Der Markt Bruckmühl beabsichtigt, die Menge des geförderten Trinkwassers zu erhöhen. Die Neufestsetzung des Trinkwasserschutzgebietes erfolgt dabei aufgrund einer neuen Bewertung von Vorschriften.
Dazu soll auf einer Fläche von ca. 45 ha ein Trinkwasserschutzgebiet der Schutzzone II ausgewiesen werden.
Zu diesem Thema fand im Herbst 1998 eine Informationsveranstaltung im Gasthaus Schäffler in Vagen statt. Während der Diskussion wurden die Befürchtungen bestätigt, dass dieses Wasserschutzgebiet erhebliche Auswirkungen auf die landwirtschaftliche Nutzung in diesem Bereich hätte.
Die Lokale Agenda 21 für Feldkirchen-Westerham sieht in der Veranstaltung einen Schritt zur Versachlichung des Themas und bedankt sich bei den Veranstaltern und Beteiligten. Nach ihrer Meinung wurden allerdings auch an diesem Abend weder Folgen der Planung noch Alternativen zu ihr hinreichend beleuchtet.
Nachdem nunmehr bei der Gemeinde Feldkirchen-Westerham beantragt wurde, das vorgesehene Wasserschutzgebiet in den Flächennutzungsplan aufzunehmen, sieht sich die Agenda 21 veranlasst, ihren Standpunkt in dieser Angelegenheit öffentlich zu machen.
Trinkwasserschutz hat höchste Priorität – das gilt insbesondere auch mit Blick auf zukünftige Generationen. Die Lokale Agenda 21 für Feldkirchen-Westerham zieht daher die Ausweisung von Trinkwasserschutzgebieten grundsätzlich nicht in Zweifel. Die Frage ist, wie Grundwassserschutz und Landwirtschaft in Vagen konfliktfrei nebeneinander bestehen können.

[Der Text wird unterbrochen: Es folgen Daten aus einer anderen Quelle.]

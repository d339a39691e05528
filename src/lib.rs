//! corefstore - indexed text with coreference annotations
//!
//! - `text_index`: documents as sentences of tokens, addressable by
//!   `(sentence, token)` and by a document-wide global index
//! - `annotation`: workspace-scoped clusters of mentions over global
//!   token spans
//! - `storage`: transactional tables with a checksummed journal
//! - `events`: change notifications published after commit
//!
//! ```ignore
//! use corefstore::{Engine, DocumentId, WorkspaceId, TokenInput};
//!
//! let engine = Engine::in_memory();
//! let doc = DocumentId::new();
//! engine.text_index().index_document(doc, &[vec![TokenInput::new("Hi", 0, 2)]])?;
//!
//! let cluster = engine.annotations().create_cluster(WorkspaceId::new())?;
//! engine.annotations().add_mention(cluster.id, doc, 0, 0)?;
//! ```

pub mod annotation;
pub mod cli;
pub mod config;
pub mod engine;
pub mod errors;
pub mod events;
pub mod ids;
pub mod observability;
pub mod storage;
pub mod text_index;

pub use annotation::{AnnotationStore, Cluster, Mention, SpanResolution};
pub use config::Config;
pub use engine::Engine;
pub use errors::{CoreError, CoreResult};
pub use ids::{ClusterId, DocumentId, MentionId, WorkspaceId};
pub use text_index::{Sentence, TextIndex, Token, TokenInput};
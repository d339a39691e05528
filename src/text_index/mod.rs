//! Text Index
//!
//! Stores each document as an ordered sequence of sentences, each an ordered
//! sequence of tokens. Every token is addressable both by
//! `(sentence_index, token_index)` and by a document-wide `global_index`;
//! mention spans are expressed in global indices.

mod index;
mod layout;
mod token;

pub use index::{IndexedDocument, TextIndex};
pub use layout::assign_indices;
pub use token::{join_tokens, Sentence, Token, TokenInput};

Bäuerliche Landwirtschaft ist nicht nur Ernährer für die hier Beschäftigten und ihre Familien im übertragenen Sinne, sondern auch im wörtlichen Sinne für die Verbraucher ihrer Produkte in der näheren und weiteren Umgebung und darüber hinaus prägend für die heimische Kulturlandschaft. Zur Bedeutung der Bauernschaft in Vagen verweisen wir auf den Vortrag von Herrn H. Eham an diesem Abend.
Wir sind der Auffassung, dass die beiden "Kontrahenten" (Trinkwasserschutz – Landwirtschaftliche Nutzung) sehr wohl friedlich miteinander auskommen können, wenn der Wille zu einer Lösung des Problems auf beiden Seiten vorhanden ist.
Hauptkriterium für die Ausweisung des Schutzgebietes ist die geschätzte Zeit, die das Grundwasser von seinen Grenzen her benötigt, um bis zum Brunnen zu gelangen. Dafür werden 50 Tage angesetzt (50-Tage-Line), weil davon ausgegangen wird, dass Keime, die im Wirtschaftsdünger enthalten sind, nach dieser Zeit nicht mehr vorhanden sind. Das heißt, dass innerhalb der Grenzen des Schutzgebietes kein keimbelasteter Dünger ausgebracht werden darf, und dies gilt pauschal für Jauche, Gülle und Festmist. Ebenso darf hier kein Vieh weiden.
Pervers erscheint, dass Kunstdünger dieser Einschränkung nicht unterliegt. Eine zukunftsfähige Landwirtschaft ist jedoch mit energieaufwendig hergestelltem und energieaufwendig transportiertem Mineraldünger nicht denkbar.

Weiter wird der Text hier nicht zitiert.